Example A-61 may include the subject matter of Example A-45, and alternatively or additionally any other example herein, wherein the thermal imaging camera is mounted in an electromechanically adjustable base.

Example A-62 may include the subject matter of Example A-45, and alternatively or additionally any other example herein, wherein the thermal imaging camera is mounted in an electrically adjustable base.

Example A-62 may include the subject matter of Example A-44, and alternatively or additionally any other example herein, wherein the camera is an infrared camera, and wherein the at least one environmental condition is a temperature within the distribution transformer vessel.

Example A-63 may include the subject matter of Example A-62, and alternatively or additionally any other example herein, wherein the processing circuit is further arranged to determine, based on the temperature, that an oil level within the distribution transformer vessel has dropped below a determined oil level threshold.

Example A-64 may include the subject matter of any of Examples A-1 to A-63, and alternatively or additionally any other example herein, wherein the at least one environmental condition is a temperature of oil within the distribution transformer vessel.

Example A-65 may include the subject matter of any of Examples A-1 to A-64, and alternatively or additionally any other example herein, wherein the at least one environmental condition is a temperature of a gas within the distribution transformer vessel.

Example A-66 may include the subject matter of any of Examples A-1 to A-65, and alternatively or additionally any other example herein, wherein the at least one environmental condition is an oil level within the distribution transformer vessel.
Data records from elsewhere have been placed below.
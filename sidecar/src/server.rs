//! Serves the current lease over the protocol the workload's SDK expects.

use crate::{
    lease::Lease,
    provider::{AwsCredentials, Credentials, GcpCredentials, Protocol},
};
use anyhow::{Context, Result};
use chrono::{DateTime, SecondsFormat, Utc};
use futures::{future, prelude::*};
use hyper::{
    header::{HeaderValue, CONTENT_TYPE},
    service::{make_service_fn, service_fn},
    Body, Method, Request, Response, StatusCode,
};
use serde_json::json;
use std::{convert::Infallible, net::SocketAddr, sync::Arc};
use tokio::sync::watch;
use tracing::{debug, info};

const METADATA_FLAVOR: &str = "metadata-flavor";
const GOOGLE: &str = "Google";
const COMPUTE_METADATA: &str = "/computeMetadata/";
const SERVICE_ACCOUNTS: &str = "/computeMetadata/v1/instance/service-accounts/";
const PROJECT_ID: &str = "/computeMetadata/v1/project/project-id";

/// Serves the latest lease published on `leases` until `drain` is signaled.
pub async fn serve(
    addr: SocketAddr,
    protocol: Protocol,
    leases: watch::Receiver<Option<Arc<Lease>>>,
    drain: drain::Watch,
) -> Result<()> {
    let make_svc = make_service_fn(move |_| {
        let leases = leases.clone();
        future::ok::<_, Infallible>(service_fn(move |req: Request<Body>| {
            let lease = leases.borrow().clone();
            let rsp = respond(protocol, lease.as_deref(), &req, Utc::now());
            debug!(method = %req.method(), path = %req.uri().path(), status = %rsp.status());
            future::ok::<_, Infallible>(rsp)
        }))
    });

    let server = hyper::Server::try_bind(&addr)
        .with_context(|| format!("binding {}", addr))?
        .serve(make_svc)
        .with_graceful_shutdown(drain.clone().signaled().map(|_release| ()));
    info!(%addr, ?protocol, "Serving credentials");
    drain
        .ignore_signaled()
        .release_after(server)
        .await
        .context("serving credentials")
}

/// Answers a request from a snapshot of the lease.
pub fn respond(
    protocol: Protocol,
    lease: Option<&Lease>,
    req: &Request<Body>,
    now: DateTime<Utc>,
) -> Response<Body> {
    let rsp = if req.method() != Method::GET {
        text(StatusCode::METHOD_NOT_ALLOWED, "method not allowed\n")
    } else {
        match protocol {
            Protocol::AwsContainer => aws(lease, req.uri().path(), now),
            Protocol::GcpMetadata => gcp(lease, req, now),
        }
    };
    match protocol {
        Protocol::AwsContainer => rsp,
        Protocol::GcpMetadata => with_flavor(rsp),
    }
}

fn aws(lease: Option<&Lease>, path: &str, now: DateTime<Utc>) -> Response<Body> {
    if path.trim_end_matches('/') != "/credentials" {
        return not_found();
    }
    let lease = match lease {
        Some(lease) => lease,
        None => return unavailable(),
    };
    let creds = match &lease.credentials {
        Credentials::Aws(creds) => creds,
        _ => return unavailable(),
    };
    if lease.expires_at() <= now {
        debug!(expires_at = %lease.expires_at(), "Serving expired credentials");
    }

    let AwsCredentials {
        access_key_id,
        secret_access_key,
        token,
    } = creds;
    let mut body = json!({
        "AccessKeyId": access_key_id,
        "SecretAccessKey": secret_access_key,
        "Expiration": lease.expires_at().to_rfc3339_opts(SecondsFormat::Secs, true),
    });
    if let Some(token) = token {
        body["Token"] = json!(token);
    }
    self::json(body)
}

fn gcp(lease: Option<&Lease>, req: &Request<Body>, now: DateTime<Utc>) -> Response<Body> {
    let path = req.uri().path();
    if path == "/" {
        return text(StatusCode::OK, "ok\n");
    }
    if !path.starts_with(COMPUTE_METADATA) {
        return not_found();
    }

    let flavor = req
        .headers()
        .get(METADATA_FLAVOR)
        .map_or(false, |v| v.as_bytes().eq_ignore_ascii_case(GOOGLE.as_bytes()));
    if !flavor {
        return text(StatusCode::FORBIDDEN, "missing Metadata-Flavor: Google header\n");
    }

    let creds = match lease {
        Some(Lease {
            credentials: Credentials::Gcp(creds),
            ..
        }) => Some(creds),
        _ => None,
    };

    if path == PROJECT_ID {
        return match creds {
            Some(creds) => text(StatusCode::OK, creds.project.clone()),
            None => unavailable(),
        };
    }

    let (account, item) = match path
        .strip_prefix(SERVICE_ACCOUNTS)
        .and_then(|rest| rest.trim_end_matches('/').split_once('/'))
    {
        Some(parts) => parts,
        None => return not_found(),
    };
    if !matches!(item, "token" | "email") {
        return not_found();
    }
    let (lease, creds) = match (lease, creds) {
        (Some(lease), Some(creds)) => (lease, creds),
        _ => return unavailable(),
    };
    if account != "default" && account != creds.email {
        return not_found();
    }

    let GcpCredentials {
        access_token,
        email,
        ..
    } = creds;
    match item {
        "email" => text(StatusCode::OK, email.clone()),
        _ => {
            let expires_in = (lease.expires_at() - now).num_seconds().max(0);
            self::json(json!({
                "access_token": access_token,
                "expires_in": expires_in,
                "token_type": "Bearer",
            }))
        }
    }
}

fn with_flavor(mut rsp: Response<Body>) -> Response<Body> {
    rsp.headers_mut()
        .insert(METADATA_FLAVOR, HeaderValue::from_static(GOOGLE));
    rsp
}

fn json(body: serde_json::Value) -> Response<Body> {
    let mut rsp = Response::new(Body::from(body.to_string()));
    rsp.headers_mut()
        .insert(CONTENT_TYPE, HeaderValue::from_static("application/json"));
    rsp
}

fn text(status: StatusCode, body: impl Into<Body>) -> Response<Body> {
    let mut rsp = Response::new(body.into());
    *rsp.status_mut() = status;
    rsp.headers_mut()
        .insert(CONTENT_TYPE, HeaderValue::from_static("text/plain"));
    rsp
}

fn not_found() -> Response<Body> {
    text(StatusCode::NOT_FOUND, "not found\n")
}

fn unavailable() -> Response<Body> {
    text(StatusCode::SERVICE_UNAVAILABLE, "credentials not yet available\n")
}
Example A-67 may include the subject matter of any of Examples A-1 to A-66, and alternatively or additionally any other example herein, wherein the threshold is value representing a threshold temperature greater than about 180 degrees Fahrenheit.

Example A-68 may include the subject matter of any of Examples A-1 to A-67, and alternatively or additionally any other example herein, and further comprise a camera positioned to detect a status of a surge arrestor, the surge arrestor arranged to protect a distribution transformer within the distribution transformer vessel.

Example A-69 may include the subject matter of Example A-68, and alternatively or additionally any other example herein, wherein the camera is arranged to capture digital image data representing a current state of the surge arrestor, and wherein the processing circuit is further arranged to compare the captured digital image data with previously captured digital image data representing a previous state of the surge arrestor.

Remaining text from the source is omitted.